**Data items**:
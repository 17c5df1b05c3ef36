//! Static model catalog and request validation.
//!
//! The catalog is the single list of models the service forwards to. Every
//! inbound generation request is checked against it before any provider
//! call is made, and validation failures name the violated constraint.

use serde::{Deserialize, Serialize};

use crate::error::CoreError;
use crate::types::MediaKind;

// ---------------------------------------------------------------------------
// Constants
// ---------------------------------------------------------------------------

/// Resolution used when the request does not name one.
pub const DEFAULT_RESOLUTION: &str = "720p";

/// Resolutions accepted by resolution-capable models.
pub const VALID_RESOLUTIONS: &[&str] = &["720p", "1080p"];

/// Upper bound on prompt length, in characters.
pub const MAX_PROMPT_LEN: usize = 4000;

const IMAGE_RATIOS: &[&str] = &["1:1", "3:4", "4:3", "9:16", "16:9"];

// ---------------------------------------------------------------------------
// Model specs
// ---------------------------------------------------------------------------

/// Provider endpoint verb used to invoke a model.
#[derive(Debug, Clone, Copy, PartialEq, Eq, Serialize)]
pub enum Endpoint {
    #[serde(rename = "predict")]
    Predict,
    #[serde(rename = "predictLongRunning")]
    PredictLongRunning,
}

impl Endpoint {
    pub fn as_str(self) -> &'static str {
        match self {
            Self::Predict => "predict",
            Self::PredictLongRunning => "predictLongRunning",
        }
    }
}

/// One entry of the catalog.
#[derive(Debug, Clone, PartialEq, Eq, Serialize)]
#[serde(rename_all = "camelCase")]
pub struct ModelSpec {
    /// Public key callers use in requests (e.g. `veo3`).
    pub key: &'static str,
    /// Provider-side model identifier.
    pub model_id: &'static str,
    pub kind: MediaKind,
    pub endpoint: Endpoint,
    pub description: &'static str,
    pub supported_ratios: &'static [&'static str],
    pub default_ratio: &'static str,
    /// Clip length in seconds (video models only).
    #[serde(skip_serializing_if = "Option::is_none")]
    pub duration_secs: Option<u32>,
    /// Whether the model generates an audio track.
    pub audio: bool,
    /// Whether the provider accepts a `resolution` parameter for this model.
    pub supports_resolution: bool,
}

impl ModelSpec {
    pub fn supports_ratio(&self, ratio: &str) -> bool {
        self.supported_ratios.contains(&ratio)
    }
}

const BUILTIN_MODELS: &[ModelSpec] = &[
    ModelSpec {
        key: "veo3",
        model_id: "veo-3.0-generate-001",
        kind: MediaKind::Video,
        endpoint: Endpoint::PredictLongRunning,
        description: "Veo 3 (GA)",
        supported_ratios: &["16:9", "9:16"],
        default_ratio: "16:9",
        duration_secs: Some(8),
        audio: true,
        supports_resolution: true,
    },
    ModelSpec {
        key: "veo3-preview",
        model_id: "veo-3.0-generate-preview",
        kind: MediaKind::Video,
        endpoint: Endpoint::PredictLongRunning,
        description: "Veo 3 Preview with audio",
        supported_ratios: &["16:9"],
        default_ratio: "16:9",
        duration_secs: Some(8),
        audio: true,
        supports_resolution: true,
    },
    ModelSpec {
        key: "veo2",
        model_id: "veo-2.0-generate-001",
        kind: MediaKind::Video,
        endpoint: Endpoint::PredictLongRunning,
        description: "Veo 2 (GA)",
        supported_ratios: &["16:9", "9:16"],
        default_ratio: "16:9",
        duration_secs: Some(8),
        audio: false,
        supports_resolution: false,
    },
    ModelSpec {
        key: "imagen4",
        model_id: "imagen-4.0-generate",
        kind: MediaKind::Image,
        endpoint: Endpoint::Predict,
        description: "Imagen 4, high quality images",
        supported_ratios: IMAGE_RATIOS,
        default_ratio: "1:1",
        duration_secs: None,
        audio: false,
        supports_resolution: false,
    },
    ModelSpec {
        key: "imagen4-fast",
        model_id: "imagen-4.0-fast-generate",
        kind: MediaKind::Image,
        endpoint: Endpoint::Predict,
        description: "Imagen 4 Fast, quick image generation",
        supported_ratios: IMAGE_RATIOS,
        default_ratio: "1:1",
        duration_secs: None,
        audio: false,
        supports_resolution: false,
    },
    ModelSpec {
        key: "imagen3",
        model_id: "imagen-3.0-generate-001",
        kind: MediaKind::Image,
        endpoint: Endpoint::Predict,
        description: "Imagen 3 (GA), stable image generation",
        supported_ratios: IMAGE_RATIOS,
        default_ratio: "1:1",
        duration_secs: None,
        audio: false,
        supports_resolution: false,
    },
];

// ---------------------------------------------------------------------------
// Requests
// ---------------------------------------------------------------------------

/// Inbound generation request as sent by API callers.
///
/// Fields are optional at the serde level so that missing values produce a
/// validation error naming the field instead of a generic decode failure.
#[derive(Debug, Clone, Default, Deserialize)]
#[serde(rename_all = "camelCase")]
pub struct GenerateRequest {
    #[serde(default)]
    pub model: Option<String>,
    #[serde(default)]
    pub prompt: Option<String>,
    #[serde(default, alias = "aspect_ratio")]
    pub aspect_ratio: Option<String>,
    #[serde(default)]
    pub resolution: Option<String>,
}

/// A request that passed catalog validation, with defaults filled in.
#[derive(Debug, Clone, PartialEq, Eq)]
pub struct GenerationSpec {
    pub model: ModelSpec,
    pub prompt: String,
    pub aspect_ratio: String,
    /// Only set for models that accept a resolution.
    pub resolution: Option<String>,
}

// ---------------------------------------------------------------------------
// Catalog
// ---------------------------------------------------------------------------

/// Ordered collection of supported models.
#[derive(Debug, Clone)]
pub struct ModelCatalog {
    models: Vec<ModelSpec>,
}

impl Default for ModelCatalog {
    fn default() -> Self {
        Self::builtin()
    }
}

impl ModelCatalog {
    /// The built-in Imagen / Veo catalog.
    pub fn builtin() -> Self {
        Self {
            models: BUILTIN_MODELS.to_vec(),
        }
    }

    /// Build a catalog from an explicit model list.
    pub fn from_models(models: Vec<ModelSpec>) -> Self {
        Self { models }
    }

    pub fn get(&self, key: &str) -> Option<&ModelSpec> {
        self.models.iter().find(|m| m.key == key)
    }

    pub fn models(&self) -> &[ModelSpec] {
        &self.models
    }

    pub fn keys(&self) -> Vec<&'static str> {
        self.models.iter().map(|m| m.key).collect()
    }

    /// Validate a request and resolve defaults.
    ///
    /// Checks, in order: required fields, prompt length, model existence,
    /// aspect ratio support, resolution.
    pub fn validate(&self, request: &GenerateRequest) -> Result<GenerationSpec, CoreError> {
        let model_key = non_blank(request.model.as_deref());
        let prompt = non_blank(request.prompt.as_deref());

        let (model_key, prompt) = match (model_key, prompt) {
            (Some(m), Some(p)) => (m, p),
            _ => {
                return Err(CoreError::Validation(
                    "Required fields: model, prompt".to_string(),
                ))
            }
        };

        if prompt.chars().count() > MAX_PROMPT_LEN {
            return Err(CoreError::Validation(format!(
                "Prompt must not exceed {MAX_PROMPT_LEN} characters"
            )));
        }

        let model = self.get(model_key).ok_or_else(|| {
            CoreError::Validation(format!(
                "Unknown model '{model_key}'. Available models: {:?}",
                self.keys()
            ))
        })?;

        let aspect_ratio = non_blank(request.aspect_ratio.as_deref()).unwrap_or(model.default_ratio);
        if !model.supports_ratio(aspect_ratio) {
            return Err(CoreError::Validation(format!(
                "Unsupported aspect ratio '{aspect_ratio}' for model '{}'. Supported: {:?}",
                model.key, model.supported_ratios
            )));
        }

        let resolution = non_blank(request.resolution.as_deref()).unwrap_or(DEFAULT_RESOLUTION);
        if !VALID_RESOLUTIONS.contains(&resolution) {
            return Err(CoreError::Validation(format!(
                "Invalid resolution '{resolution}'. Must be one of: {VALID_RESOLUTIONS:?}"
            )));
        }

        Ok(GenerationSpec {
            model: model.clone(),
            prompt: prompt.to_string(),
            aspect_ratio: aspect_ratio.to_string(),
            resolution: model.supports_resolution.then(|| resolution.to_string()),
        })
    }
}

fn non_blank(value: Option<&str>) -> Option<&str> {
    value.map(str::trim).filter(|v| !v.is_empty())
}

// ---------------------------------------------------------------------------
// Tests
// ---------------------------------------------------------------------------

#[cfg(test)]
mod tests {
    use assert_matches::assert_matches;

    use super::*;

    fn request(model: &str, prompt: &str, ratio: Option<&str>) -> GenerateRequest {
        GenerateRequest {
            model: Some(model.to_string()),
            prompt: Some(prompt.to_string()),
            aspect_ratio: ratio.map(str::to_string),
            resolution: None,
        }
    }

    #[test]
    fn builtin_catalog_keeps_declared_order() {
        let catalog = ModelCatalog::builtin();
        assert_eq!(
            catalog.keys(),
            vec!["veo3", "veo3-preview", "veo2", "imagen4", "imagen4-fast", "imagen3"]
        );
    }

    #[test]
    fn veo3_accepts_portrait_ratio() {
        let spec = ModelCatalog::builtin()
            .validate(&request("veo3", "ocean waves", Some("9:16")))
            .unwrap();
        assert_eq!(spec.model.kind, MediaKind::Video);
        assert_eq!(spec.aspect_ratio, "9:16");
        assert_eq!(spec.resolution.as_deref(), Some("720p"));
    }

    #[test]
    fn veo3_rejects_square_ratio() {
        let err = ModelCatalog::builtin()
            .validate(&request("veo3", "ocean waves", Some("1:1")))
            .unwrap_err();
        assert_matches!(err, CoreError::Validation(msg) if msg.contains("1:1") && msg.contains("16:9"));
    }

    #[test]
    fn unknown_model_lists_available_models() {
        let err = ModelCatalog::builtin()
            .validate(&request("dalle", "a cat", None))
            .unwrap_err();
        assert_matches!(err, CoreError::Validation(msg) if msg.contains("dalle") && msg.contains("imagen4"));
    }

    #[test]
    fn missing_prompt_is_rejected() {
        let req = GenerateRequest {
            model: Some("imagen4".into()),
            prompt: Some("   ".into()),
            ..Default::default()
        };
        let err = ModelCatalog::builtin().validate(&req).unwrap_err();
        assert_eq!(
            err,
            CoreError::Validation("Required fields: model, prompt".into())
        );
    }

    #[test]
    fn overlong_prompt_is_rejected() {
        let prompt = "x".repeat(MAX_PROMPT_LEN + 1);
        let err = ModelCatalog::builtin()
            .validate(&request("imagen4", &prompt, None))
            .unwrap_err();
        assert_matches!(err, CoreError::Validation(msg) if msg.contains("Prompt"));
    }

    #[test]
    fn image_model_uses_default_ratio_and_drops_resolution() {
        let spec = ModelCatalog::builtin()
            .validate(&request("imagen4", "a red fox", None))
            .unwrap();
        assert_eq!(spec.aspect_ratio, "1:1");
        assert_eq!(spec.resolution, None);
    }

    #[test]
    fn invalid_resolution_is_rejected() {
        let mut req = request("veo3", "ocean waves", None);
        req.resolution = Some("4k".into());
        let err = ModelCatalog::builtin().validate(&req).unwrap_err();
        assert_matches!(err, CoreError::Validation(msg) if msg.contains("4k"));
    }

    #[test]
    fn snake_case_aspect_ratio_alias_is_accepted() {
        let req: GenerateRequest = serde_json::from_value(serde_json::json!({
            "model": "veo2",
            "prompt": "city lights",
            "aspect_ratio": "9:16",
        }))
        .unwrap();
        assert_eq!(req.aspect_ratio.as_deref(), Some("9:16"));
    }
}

---

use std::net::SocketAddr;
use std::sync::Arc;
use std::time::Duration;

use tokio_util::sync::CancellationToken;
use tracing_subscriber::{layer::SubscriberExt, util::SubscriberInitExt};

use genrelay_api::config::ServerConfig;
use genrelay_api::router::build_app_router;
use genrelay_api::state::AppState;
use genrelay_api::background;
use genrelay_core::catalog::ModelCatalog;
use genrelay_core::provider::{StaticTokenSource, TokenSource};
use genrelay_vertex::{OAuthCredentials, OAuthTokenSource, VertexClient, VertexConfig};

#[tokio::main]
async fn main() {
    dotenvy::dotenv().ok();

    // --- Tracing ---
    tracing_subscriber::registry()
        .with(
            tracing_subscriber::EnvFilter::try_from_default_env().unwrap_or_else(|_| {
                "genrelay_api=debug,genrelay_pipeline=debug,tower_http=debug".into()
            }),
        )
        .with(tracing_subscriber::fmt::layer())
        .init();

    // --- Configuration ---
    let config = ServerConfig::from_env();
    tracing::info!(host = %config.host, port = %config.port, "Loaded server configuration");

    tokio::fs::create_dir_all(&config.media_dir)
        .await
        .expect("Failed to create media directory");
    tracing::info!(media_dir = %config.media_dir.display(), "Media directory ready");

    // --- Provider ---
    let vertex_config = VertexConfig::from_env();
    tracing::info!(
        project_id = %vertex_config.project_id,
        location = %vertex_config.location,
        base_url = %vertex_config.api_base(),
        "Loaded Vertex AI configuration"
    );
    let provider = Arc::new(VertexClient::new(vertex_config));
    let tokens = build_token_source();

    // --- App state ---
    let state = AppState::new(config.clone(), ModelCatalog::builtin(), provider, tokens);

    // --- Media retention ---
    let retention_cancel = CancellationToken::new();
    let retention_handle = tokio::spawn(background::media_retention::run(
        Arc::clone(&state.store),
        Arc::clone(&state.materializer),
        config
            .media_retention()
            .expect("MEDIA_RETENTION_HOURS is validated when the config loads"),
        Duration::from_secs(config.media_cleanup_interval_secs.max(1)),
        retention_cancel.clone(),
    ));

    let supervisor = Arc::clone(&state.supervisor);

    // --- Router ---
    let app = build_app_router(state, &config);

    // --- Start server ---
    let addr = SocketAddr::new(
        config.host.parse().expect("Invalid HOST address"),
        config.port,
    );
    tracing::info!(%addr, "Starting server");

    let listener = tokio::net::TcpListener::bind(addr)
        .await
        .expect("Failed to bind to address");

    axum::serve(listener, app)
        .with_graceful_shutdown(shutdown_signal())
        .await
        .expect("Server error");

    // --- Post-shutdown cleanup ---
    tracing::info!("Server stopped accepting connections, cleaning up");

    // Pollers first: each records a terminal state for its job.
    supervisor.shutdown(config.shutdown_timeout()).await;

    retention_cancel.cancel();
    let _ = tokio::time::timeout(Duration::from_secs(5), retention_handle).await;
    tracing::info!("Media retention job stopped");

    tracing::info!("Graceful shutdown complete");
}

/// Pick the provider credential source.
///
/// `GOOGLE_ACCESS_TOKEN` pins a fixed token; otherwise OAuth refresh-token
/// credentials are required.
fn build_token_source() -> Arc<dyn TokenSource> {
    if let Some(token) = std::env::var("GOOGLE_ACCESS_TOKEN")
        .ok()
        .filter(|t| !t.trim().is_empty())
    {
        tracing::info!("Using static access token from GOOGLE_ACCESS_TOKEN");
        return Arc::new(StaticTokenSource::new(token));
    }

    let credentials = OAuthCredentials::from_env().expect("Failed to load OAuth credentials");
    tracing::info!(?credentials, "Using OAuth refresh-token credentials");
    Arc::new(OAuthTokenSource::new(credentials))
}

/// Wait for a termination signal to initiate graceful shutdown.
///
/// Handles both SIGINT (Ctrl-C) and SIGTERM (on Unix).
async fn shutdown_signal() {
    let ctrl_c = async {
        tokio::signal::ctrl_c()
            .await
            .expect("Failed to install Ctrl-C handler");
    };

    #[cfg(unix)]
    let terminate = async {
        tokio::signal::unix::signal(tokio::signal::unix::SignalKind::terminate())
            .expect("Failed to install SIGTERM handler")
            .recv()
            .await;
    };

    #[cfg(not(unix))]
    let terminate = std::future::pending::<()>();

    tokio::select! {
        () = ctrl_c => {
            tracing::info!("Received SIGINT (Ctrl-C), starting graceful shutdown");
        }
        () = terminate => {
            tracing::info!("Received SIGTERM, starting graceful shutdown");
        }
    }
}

**THE PROBLEM**: Among the lines above, repeat exactly those from the line with "let (model_key, prompt)" to the line with "must not exceed", counting both ends.

**ANSWER SPACE**:
        let (model_key, prompt) = match (model_key, prompt) {
            (Some(m), Some(p)) => (m, p),
            _ => {
                return Err(CoreError::Validation(
                    "Required fields: model, prompt".to_string(),
                ))
            }
        };

        if prompt.chars().count() > MAX_PROMPT_LEN {
            return Err(CoreError::Validation(format!(
                "Prompt must not exceed {MAX_PROMPT_LEN} characters"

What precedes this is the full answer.